Defiant users, “Oh I use a mac, they don’t get Virus’s” or “no I don’t run an antivirus, it slows down the system” need addressing and educating. Although Virus intrusion is the big fear, malware is more prevalent. Giving up the address contents of the company mailbox to malware results in more spam to be dealt with, along with your customers sharing the experience.

The business requirements, end user experience, and general employee friendly policies, appear to trample over security risks especially when there are so many devices and requirements being pushed at the network.

Accepting risks approach is running with scissors and leaves more holes to network and data access unless monitored

Maintain control

Maintaining control over enterprise-owned devices is a must to be able to ward off potential threats and evaluate BYOD risks constantly. A BYOD brings in an additional attack surface and a vector, which is growing in size in terms of likelihood of threats and impact from such threats.

Just multiply threats by the number of BYODs. Bringing One’s Own Risks is very well over and above other risks enterprises have been trying to stay ahead of. BYODs pose a huge security challenge, no doubt.

There are a few steps, which even small enterprises can take, provided the infrastructure supports.
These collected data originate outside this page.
use std::f64::consts;

use crate::gnss::gps_l1_ca::ephemeris::IonoParams as GpsIono;
use crate::gnss::galileo_e1::ephemeris::IonoParams as GalileoIono;

/// Klobuchar single-frequency ionospheric delay in seconds, IS-GPS-200
/// figure 20-4.  Angles in radians, `t` in GPS seconds of week.
pub fn klobuchar_delay(p:&GpsIono, az:f64, el:f64, lat:f64, lon:f64, t:f64) -> f64 {
	// The broadcast model works in semicircles
	let el_sc = el / consts::PI;
	let mut phi_u = lat / consts::PI;
	let mut lam_u = lon / consts::PI;
	if phi_u >  0.5 { phi_u =  1.0 - phi_u; lam_u -= 1.0; }
	if phi_u < -0.5 { phi_u = -1.0 - phi_u; lam_u -= 1.0; }
	if lam_u >  1.0 { lam_u -= 2.0; }
	if lam_u < -1.0 { lam_u += 2.0; }

	// Earth-centered angle to the ionospheric pierce point
	let psi = 0.0137 / (el_sc + 0.11) - 0.022;
	let phi_i = {
		let raw = phi_u + psi * az.cos();
		if raw > 0.416 { 0.416 } else if raw < -0.416 { -0.416 } else { raw }
	};
	let lam_i = lam_u + (psi * az.sin()) / (phi_i * consts::PI).cos();
	let phi_m = phi_i + 0.064 * ((lam_i * consts::PI) - 1.617).cos();

	let t_local = (4.32e4 * lam_i + t).rem_euclid(86_400.0);

	let obliquity = 1.0 + 16.0 * (0.53 - el_sc).powi(3);

	let period = {
		let raw = p.beta0 + p.beta1 * phi_m + p.beta2 * phi_m.powi(2) + p.beta3 * phi_m.powi(3);
		if raw < 72_000.0 { 72_000.0 } else { raw }
	};
	let amplitude = {
		let raw = p.alpha0 + p.alpha1 * phi_m + p.alpha2 * phi_m.powi(2) + p.alpha3 * phi_m.powi(3);
		if raw < 0.0 { 0.0 } else { raw }
	};

	let x = 2.0 * consts::PI * (t_local - 50_400.0) / period;
	if x.abs() < 1.57 {
		obliquity * (5.0e-9 + amplitude * (1.0 - x.powi(2) / 2.0 + x.powi(4) / 24.0))
	} else {
		obliquity * 5.0e-9
	}
}

/// Single-layer approximation of the NeQuick broadcast model for Galileo
/// E1: the effective ionization level from the ai coefficients scaled into a
/// vertical delay, mapped with the thin-shell obliquity at 350 km.
pub fn nequick_light_delay(p:&GalileoIono, _az:f64, el:f64, lat:f64, _lon:f64, _t:f64) -> f64 {
	// Modified dip latitude approximated from the geographic latitude
	let mu = lat / consts::PI * 2.0;
	let az_eff = p.ai0 + p.ai1 * mu + p.ai2 * mu.powi(2);
	let az_eff = if az_eff < 0.0 { 0.0 } else { az_eff };

	// Effective ionization to vertical TEC, then to an L1 delay
	let tec_el = az_eff * 1.0e16 * 0.1;
	let f_l1 = 1.57542e9;
	let vertical_delay_s = 40.3 * tec_el / (f_l1 * f_l1) / crate::utils::kinematics::C;

	// Thin-shell mapping function at 350 km
	let re = 6_371.0e3;
	let h_iono = 350.0e3;
	let sin_z = (re / (re + h_iono)) * el.cos();
	let obliquity = 1.0 / (1.0 - sin_z * sin_z).sqrt();

	vertical_delay_s * obliquity
}

/// Saastamoinen zenith delay mapped by 1/cos(z), standard-atmosphere
/// pressure and temperature at the receiver height.  Returns meters.  The
/// mapping is clamped at a 5 degree elevation; below that the obliquity
/// factor is no longer meaningful.
pub fn saastamoinen_delay(el:f64, height_m:f64) -> f64 {
	if el <= 0.0 { return 0.0; }
	let el = el.max(5.0_f64.to_radians());
	let h = if height_m < 0.0 { 0.0 } else if height_m > 11_000.0 { 11_000.0 } else { height_m };

	let pressure = 1013.25 * (1.0 - 2.2557e-5 * h).powf(5.2568);
	let temperature = 15.0 - 6.5e-3 * h + 273.15;
	let humidity = 0.7;
	let vapor = 6.108 * humidity * ((17.15 * temperature - 4684.0) / (temperature - 38.45)).exp();

	let z = consts::FRAC_PI_2 - el;
	0.002277 / z.cos() * (pressure + (1255.0 / temperature + 0.05) * vapor)
}

#[cfg(test)]
mod tests {

	use super::*;

	fn mid_latitude_iono() -> GpsIono {
		GpsIono {
			alpha0: 1.1176e-8, alpha1: 7.4506e-9, alpha2: -5.9605e-8, alpha3: -5.9605e-8,
			beta0: 90_112.0, beta1: 16_384.0, beta2: -131_072.0, beta3: -65_536.0,
		}
	}

	#[test]
	fn klobuchar_daytime_exceeds_night_floor() {
		let p = mid_latitude_iono();
		let lat = 41.0_f64.to_radians();
		let lon = 2.0_f64.to_radians();
		let el = 60.0_f64.to_radians();
		// 14:00 local solar time against 02:00
		let day = klobuchar_delay(&p, 0.5, el, lat, lon, 50_400.0);
		let night = klobuchar_delay(&p, 0.5, el, lat, lon, 7_200.0);
		assert!(day > night);
		// L1 iono delays live in the 1-30 m range
		assert!(day * crate::utils::kinematics::C > 1.0 && day * crate::utils::kinematics::C < 30.0);
	}

	#[test]
	fn klobuchar_grows_toward_the_horizon() {
		let p = mid_latitude_iono();
		let lat = 41.0_f64.to_radians();
		let lon = 2.0_f64.to_radians();
		let high = klobuchar_delay(&p, 1.0, 80.0_f64.to_radians(), lat, lon, 43_200.0);
		let low  = klobuchar_delay(&p, 1.0, 10.0_f64.to_radians(), lat, lon, 43_200.0);
		assert!(low > high);
	}

	#[test]
	fn nequick_light_is_positive_and_elevation_dependent() {
		let p = GalileoIono{ ai0: 80.0, ai1: 0.5, ai2: 0.02, region_flags: 0 };
		let lat = 45.0_f64.to_radians();
		let zenith = nequick_light_delay(&p, 0.0, 89.0_f64.to_radians(), lat, 0.0, 0.0);
		let slant  = nequick_light_delay(&p, 0.0, 15.0_f64.to_radians(), lat, 0.0, 0.0);
		assert!(zenith > 0.0);
		assert!(slant > zenith);
	}

	#[test]
	fn saastamoinen_zenith_is_about_two_and_a_half_meters() {
		let zenith = saastamoinen_delay(std::f64::consts::FRAC_PI_2, 0.0);
		assert!(zenith > 2.0 && zenith < 3.0, "zenith tropo {}", zenith);
		let slant = saastamoinen_delay(10.0_f64.to_radians(), 0.0);
		assert!(slant > 4.0 * zenith);
		// Altitude thins the troposphere
		assert!(saastamoinen_delay(std::f64::consts::FRAC_PI_2, 3000.0) < zenith);
	}

}
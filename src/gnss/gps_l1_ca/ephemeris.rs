
use serde::{Serialize, Deserialize};

use crate::gnss::common::orbit::{self, KeplerOrbit};
use super::telemetry_decode::subframe::{Subframe1, Subframe2, Subframe3, AlmanacEntry};

pub const SECONDS_PER_WEEK:f64 = orbit::SECONDS_PER_WEEK;

/// A complete broadcast ephemeris set assembled from subframes 1 through 3.
/// Angular parameters are kept in the semicircle units of the broadcast
/// message and scaled by pi at propagation time.
#[derive(Debug, Serialize, Deserialize, Clone, Copy)]
pub struct Ephemeris {
	pub week_number:u16, pub sv_health:u8,  pub ura_index:u8,  pub fit_interval:bool,
	pub iodc:u16,        pub iode:u8,       pub t_gd:f64,
	pub t_oc:f64,        pub a_f0:f64,      pub a_f1:f64,      pub a_f2:f64,
	pub t_oe:f64,        pub sqrt_a:f64,    pub dn:f64,        pub m0:f64,
	pub e:f64,           pub omega:f64,     pub omega0:f64,    pub omega_dot:f64,
	pub cus:f64,         pub cuc:f64,       pub crs:f64,       pub crc:f64,
	pub cis:f64,         pub cic:f64,       pub i0:f64,        pub idot:f64,
}

impl Ephemeris {

	fn orbit(&self) -> KeplerOrbit {
		KeplerOrbit {
			sqrt_a: self.sqrt_a, e: self.e,
			m0: self.m0, dn: self.dn,
			omega: self.omega, omega0: self.omega0, omega_dot: self.omega_dot,
			i0: self.i0, idot: self.idot,
			cuc: self.cuc, cus: self.cus,
			crc: self.crc, crs: self.crs,
			cic: self.cic, cis: self.cis,
			t_oe: self.t_oe,
		}
	}

	/// Issue of data used for supersession ordering in the repository.
	pub fn iod(&self) -> u16 { self.iodc }

	pub fn is_healthy(&self) -> bool { self.sv_health == 0 }

	/// Assembles an ephemeris from the three subframes when their issues of
	/// data agree, meaning they belong to the same broadcast set.
	pub fn assemble(sf1:&Subframe1, sf2:&Subframe2, sf3:&Subframe3) -> Option<Ephemeris> {
		if (sf1.iodc & 0xFF) as u8 != sf2.iode || sf2.iode != sf3.iode { return None; }
		Some(Ephemeris {
			week_number: sf1.week_number, sv_health: sf1.sv_health, ura_index: sf1.ura_index,
			fit_interval: sf2.fit_interval,
			iodc: sf1.iodc, iode: sf2.iode, t_gd: sf1.t_gd,
			t_oc: sf1.t_oc, a_f0: sf1.a_f0, a_f1: sf1.a_f1, a_f2: sf1.a_f2,
			t_oe: sf2.t_oe, sqrt_a: sf2.sqrt_a, dn: sf2.dn, m0: sf2.m0,
			e: sf2.e, omega: sf3.omega, omega0: sf3.omega0, omega_dot: sf3.omega_dot,
			cus: sf2.cus, cuc: sf2.cuc, crs: sf2.crs, crc: sf3.crc,
			cis: sf3.cis, cic: sf3.cic, i0: sf3.i0, idot: sf3.idot,
		})
	}

	/// SV clock offset from system time at `t`, including the relativistic
	/// correction but not the group delay.
	pub fn sv_clock_correction(&self, t:f64) -> f64 {
		let tk = orbit::time_from_epoch(t, self.t_oc);
		self.a_f0 + self.a_f1 * tk + self.a_f2 * tk.powi(2) + self.orbit().relativistic_correction(t)
	}

	/// ECEF position of the SV antenna phase center at transmit time `t`
	/// (seconds of week).
	pub fn pos_ecef(&self, t:f64) -> (f64, f64, f64) {
		self.orbit().pos_ecef(t)
	}

}

/// Klobuchar broadcast coefficients from subframe 4 page 18.
#[derive(Debug, Serialize, Deserialize, Clone, Copy)]
pub struct IonoParams {
	pub alpha0:f64, pub alpha1:f64, pub alpha2:f64, pub alpha3:f64,
	pub beta0:f64,  pub beta1:f64,  pub beta2:f64,  pub beta3:f64,
}

/// GPS to UTC conversion parameters from subframe 4 page 18.
#[derive(Debug, Serialize, Deserialize, Clone, Copy)]
pub struct UtcModel {
	pub a0:f64, pub a1:f64,
	pub t_ot:u32, pub wn_t:u8,
	pub delta_t_ls:i8, pub wn_lsf:u8, pub dn:u8, pub delta_t_lsf:i8,
}

impl UtcModel {

	/// GPS system time to UTC seconds of week, ignoring a pending leap
	/// second event outside the effectivity window.
	pub fn gps_to_utc(&self, tow:f64) -> f64 {
		let dt_utc = (self.delta_t_ls as f64) + self.a0 + self.a1 * (tow - self.t_ot as f64);
		(tow - dt_utc).rem_euclid(SECONDS_PER_WEEK)
	}

}

/// Almanac pages collected so far, stored whole under the singleton key.
#[derive(Debug, Serialize, Deserialize, Clone, Default)]
pub struct Almanac {
	pub t_oa: u32,
	pub wn_a: u8,
	pub entries: std::collections::BTreeMap<u8, AlmanacEntry>,
}

#[cfg(test)]
mod tests {

	use super::*;

	/// A plausible near-circular MEO ephemeris for propagation checks.
	pub fn test_ephemeris() -> Ephemeris {
		Ephemeris {
			week_number: 845, sv_health: 0, ura_index: 1, fit_interval: false,
			iodc: 91, iode: 91, t_gd: 2.0e-9,
			t_oc: 352_800.0, a_f0: 2.5e-5, a_f1: 1.0e-11, a_f2: 0.0,
			t_oe: 352_800.0, sqrt_a: 5153.65, dn: 1.5e-9, m0: 0.25,
			e: 0.01, omega: -0.35, omega0: 0.60, omega_dot: -2.5e-9,
			cus: 8.0e-6, cuc: -3.0e-7, crs: -45.0, crc: 250.0,
			cis: 1.0e-7, cic: -2.0e-7, i0: 0.305, idot: 1.0e-10,
		}
	}

	#[test]
	fn orbit_radius_is_meo() {
		let eph = test_ephemeris();
		let (x, y, z) = eph.pos_ecef(352_800.0);
		let r = (x*x + y*y + z*z).sqrt();
		// Semi-major axis ~26560 km, eccentricity 0.01
		assert!(r > 2.60e7 && r < 2.72e7, "radius {} is not a GPS orbit", r);
	}

	#[test]
	fn position_moves_continuously() {
		let eph = test_ephemeris();
		let (x0, y0, z0) = eph.pos_ecef(352_800.0);
		let (x1, y1, z1) = eph.pos_ecef(352_801.0);
		let v = ((x1-x0).powi(2) + (y1-y0).powi(2) + (z1-z0).powi(2)).sqrt();
		// Orbital speed plus earth-rotation coupling stays in the km/s range
		assert!(v > 1.0e3 && v < 6.0e3, "implausible velocity {}", v);
	}

	#[test]
	fn clock_correction_tracks_polynomial() {
		let eph = test_ephemeris();
		let dt = eph.sv_clock_correction(352_800.0 + 100.0);
		let poly = 2.5e-5 + 1.0e-11 * 100.0;
		// Relativistic term for e=0.01 stays under ~25 ns
		assert!((dt - poly).abs() < 3.0e-8);
	}

	#[test]
	fn week_rollover_is_transparent() {
		let eph = test_ephemeris();
		let near_end = eph.pos_ecef(352_800.0 - 1.0);
		let wrapped  = eph.pos_ecef(352_800.0 - 1.0 + SECONDS_PER_WEEK);
		assert!((near_end.0 - wrapped.0).abs() < 1.0e-6);
		assert!((near_end.1 - wrapped.1).abs() < 1.0e-6);
	}

	#[test]
	fn assembly_requires_matching_iod() {
		use crate::gnss::gps_l1_ca::telemetry_decode::subframe::*;
		let sf1 = Subframe1{ week_number: 845, ura_index: 1, sv_health: 0, iodc: 91,
			t_gd: 0.0, t_oc: 352_800.0, a_f2: 0.0, a_f1: 0.0, a_f0: 0.0 };
		let sf2 = Subframe2{ iode: 91, crs: 0.0, dn: 0.0, m0: 0.0, cuc: 0.0, e: 0.01,
			cus: 0.0, sqrt_a: 5153.65, t_oe: 352_800.0, fit_interval: false, aodo: 0 };
		let mut sf3 = Subframe3{ cic: 0.0, omega0: 0.0, cis: 0.0, i0: 0.3, crc: 0.0,
			omega: 0.0, omega_dot: 0.0, iode: 91, idot: 0.0 };

		assert!(Ephemeris::assemble(&sf1, &sf2, &sf3).is_some());
		sf3.iode = 92;
		assert!(Ephemeris::assemble(&sf1, &sf2, &sf3).is_none());
	}

}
  1. Employee Self Service to corporate information resources should always be done through domain authentication. Using the turn style technique, you at least know who opened the door to access, and can attempt to trace the source.
  2. Don’t the users on the LAN directly, set up a VLAN (Virtual Local Area Network) for BYODs and make use of ACLs (Access Control List) as an additional layer in Network Defense
  3. BYOD access via the company wireless network, ensure that the users authenticate themselves, always use wireless encryption (straight p2p vpn is becoming phased out slowly) Use of DHCP (Dynamic Host Control Protocol) it throttles access to allow only policy-permitted IP addresses, so Fred with his new shiny tablet, won’t be allowed on until IT check and register the equipment, and then can grant access. This can be taken further pinpointing BYOD equipment better by means of MAC address of BYODs
  4. Email infrastructure such as an on-premise Microsoft Exchange or an Office365 infrastructure can help enforce an MDM (Mobile Device Management) capabilities through a mailbox policy a. Limit retention of emails, most used application on most BYOD b. Limit email attachment sizes c. Require a password to access the mail and device d. Enforce encryption on device storage as well as removable storage cards e. Be in the know by keeping a tab on all devices that connect to your Email application and a few more controls
  5.  When a BYOD is within a corporation, one can subject them to the scrutiny by the network firewalls, IPS/IDS (Intrusion Prevention/Detection System) and leveraging on web content screening and filtering (Uniform Resource Locator).